The Power of Delivery Receipt Management
Receipts can be an effective tool for improving operational quality and efficiency. Route sales representatives can print delivery receipts and orders and review them with their customers to ensure that orders are accurate and that customers are satisfied with the delivery. Reviewing receipts during the delivery process provides route sales representatives an opportunity to resolve discrepancies immediately, leading to a timely, cost-effective resolution.

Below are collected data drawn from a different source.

//! Classification report for downstream export.

use provenance_core::types::classification::{Classification, ClassificationKind};
use provenance_core::types::collections::FxHashMap;
use serde::Serialize;

/// One symbol's final classification.
#[derive(Debug, Clone, Serialize)]
pub struct ReportEntry {
    pub symbol: String,
    pub framework: Option<String>,
    pub kind: ClassificationKind,
}

/// Ordered classification results, one entry per symbol.
///
/// Re-flagging a symbol overwrites its entry in place — the walker flags
/// idempotently and a later, more specific match wins — while first-seen
/// order is preserved for deterministic export.
#[derive(Debug, Default)]
pub struct ClassificationReport {
    entries: Vec<ReportEntry>,
    index: FxHashMap<String, usize>,
}

impl ClassificationReport {
    pub fn new() -> Self {
        Self::default()
    }

    /// Record (or replace) a symbol's classification.
    pub fn record(&mut self, symbol: &str, classification: &Classification) {
        let entry = ReportEntry {
            symbol: symbol.to_string(),
            framework: classification.framework_name().map(String::from),
            kind: classification.kind(),
        };
        match self.index.get(symbol) {
            Some(&i) => self.entries[i] = entry,
            None => {
                self.index.insert(symbol.to_string(), self.entries.len());
                self.entries.push(entry);
            }
        }
    }

    pub fn entries(&self) -> &[ReportEntry] {
        &self.entries
    }

    pub fn len(&self) -> usize {
        self.entries.len()
    }

    pub fn is_empty(&self) -> bool {
        self.entries.is_empty()
    }

    /// Entries of one kind, for summaries.
    pub fn count_of(&self, kind: ClassificationKind) -> usize {
        self.entries.iter().filter(|e| e.kind == kind).count()
    }
}

#[cfg(test)]
mod tests {
    use super::*;
    use provenance_core::types::framework::{FrameworkRecord, Taxonomy};
    use provenance_core::types::language::Language;

    fn known(name: &str) -> Classification {
        Classification::KnownFramework(FrameworkRecord {
            name: name.to_string(),
            pattern: "x".to_string(),
            is_regex: false,
            language: Language::Java,
            is_root: false,
            taxonomy: Taxonomy::default(),
            description: None,
            location: None,
        })
    }

    #[test]
    fn reflagging_overwrites_in_place() {
        let mut report = ClassificationReport::new();
        report.record("org.a.B", &Classification::ToInvestigate);
        report.record("org.c.D", &Classification::NotFramework);
        report.record("org.a.B", &known("Alib"));

        assert_eq!(report.len(), 2);
        assert_eq!(report.entries()[0].symbol, "org.a.B");
        assert_eq!(report.entries()[0].framework.as_deref(), Some("Alib"));
        assert_eq!(report.entries()[0].kind, ClassificationKind::KnownFramework);
    }
}
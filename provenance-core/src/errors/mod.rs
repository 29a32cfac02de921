//! Error types for the classification engine.

pub mod classify_error;
pub mod error_code;
pub mod storage_error;

pub use classify_error::ClassifyError;
pub use storage_error::StorageError;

To understand the power of reviewing receipts and orders, companies first must understand how mistakes hurt their business. Assume a company has an invoice discrepancy rate of 10.5 percent, which is the average DSD error rate for small-format retailers according to a 2006 GMA report (Small format retailers include convenience stores, gas stations, etc. The discrepancy rate for supermarkets and other large-format retailers was measured at 15.4%). The 10.5 percent discrepancy rate should generate 105 inquiries to customer service repre- sentatives (CSRs) or account managers per 1,000 orders filled. If calls take an average of 12 minutes to resolve —a conservative assumption, considering the time required for order lookup, investigation, credit authorization, and computer entry — the company would spend 21 hours per month resolving errors. At the average shipment error rate, companies would need a full-time customer service representative dedicated to error resolution for approximately every 7,600 orders shipped per month.
How to Cut Costs
If CSRs earn $10 per hour, the direct labor cost for error resolution is $210 per month per 1,000 orders. If the company earns a healthy 10 percent margin, it must win $2,100 in new business to offset the cost of errors; at five percent margin the figure jumps to $4,200. The calculation does not include labor costs associated with returns processing, or savings from preventing rush shipments and additional deliveries to fulfill orders and lost-revenue from unreported over-shipments.
Eliminating DSD and other delivery errors can raise customer satisfaction and help make customers more prof- itable. The GMA calculated that based on its measured error rates and average DSD volumes, a 250-store small-format chain could have to reconcile 27,000 invoices per year, and a 250-store large-format chain would have 450,000.
Leveraging Direct Exchange (DEX)
Direct store delivery is often challenging for retailers and vendors. DSD drivers spend between 2.1 and 6.0 percent of their time in stores preparing invoices, according to the GMA study. Automating the invoicing process by eliminating handwritten entries and adjustments improves productivity.
Before the development of the DEX (Direct Exchange) UCS (Universal Communications Standard), a vendor typically delivered a certain quantity of items, scratched out an invoice for the retail store manager and then delivered a copy of that invoice back to the vendor’s own accounts receivable department for processing. The time lapses from invoice transmission to accounts receivable and further delay in data entry lengthened the cash cycle and often led to billing problems. Retailers frequently disputed bills submitted for payment because of pricing discrepancies, or charge-backs for unauthorized deliveries. Payments were slow and often incomplete.
As a result of this tedious process, retailers suffered from inaccurate inventories and sales ticket errors while vendors were troubled by lengthy check-in times, high administrative costs, and struggles with remittance. In response to these struggles, the DEX standard and related equipment were created to ease the DSD process. DEX allows direct store delivery vendors to transmit invoice details into a store’s receiving system automatically. Automated check-in processes for DSD drivers can reduce receiving time by 60 percent, according to the GMA study.
The most common method for uploading this information is via a DEX interface connector that is mounted to a wall in the retailer’s receiving area. The DSD representative uses a handheld computer to transmit delivery quantities and pricing data to the DEX connector, which is wired to the store’s computer system. Discrepancy messages would be sent to the vendor’s handheld computer for immediate on-site resolution.
Because the invoice could be uploaded directly to the store server via the DEX interface connector, retail accounts payable departments no longer require statements of information from the vendor, who benefited by receiving payment sooner after delivery.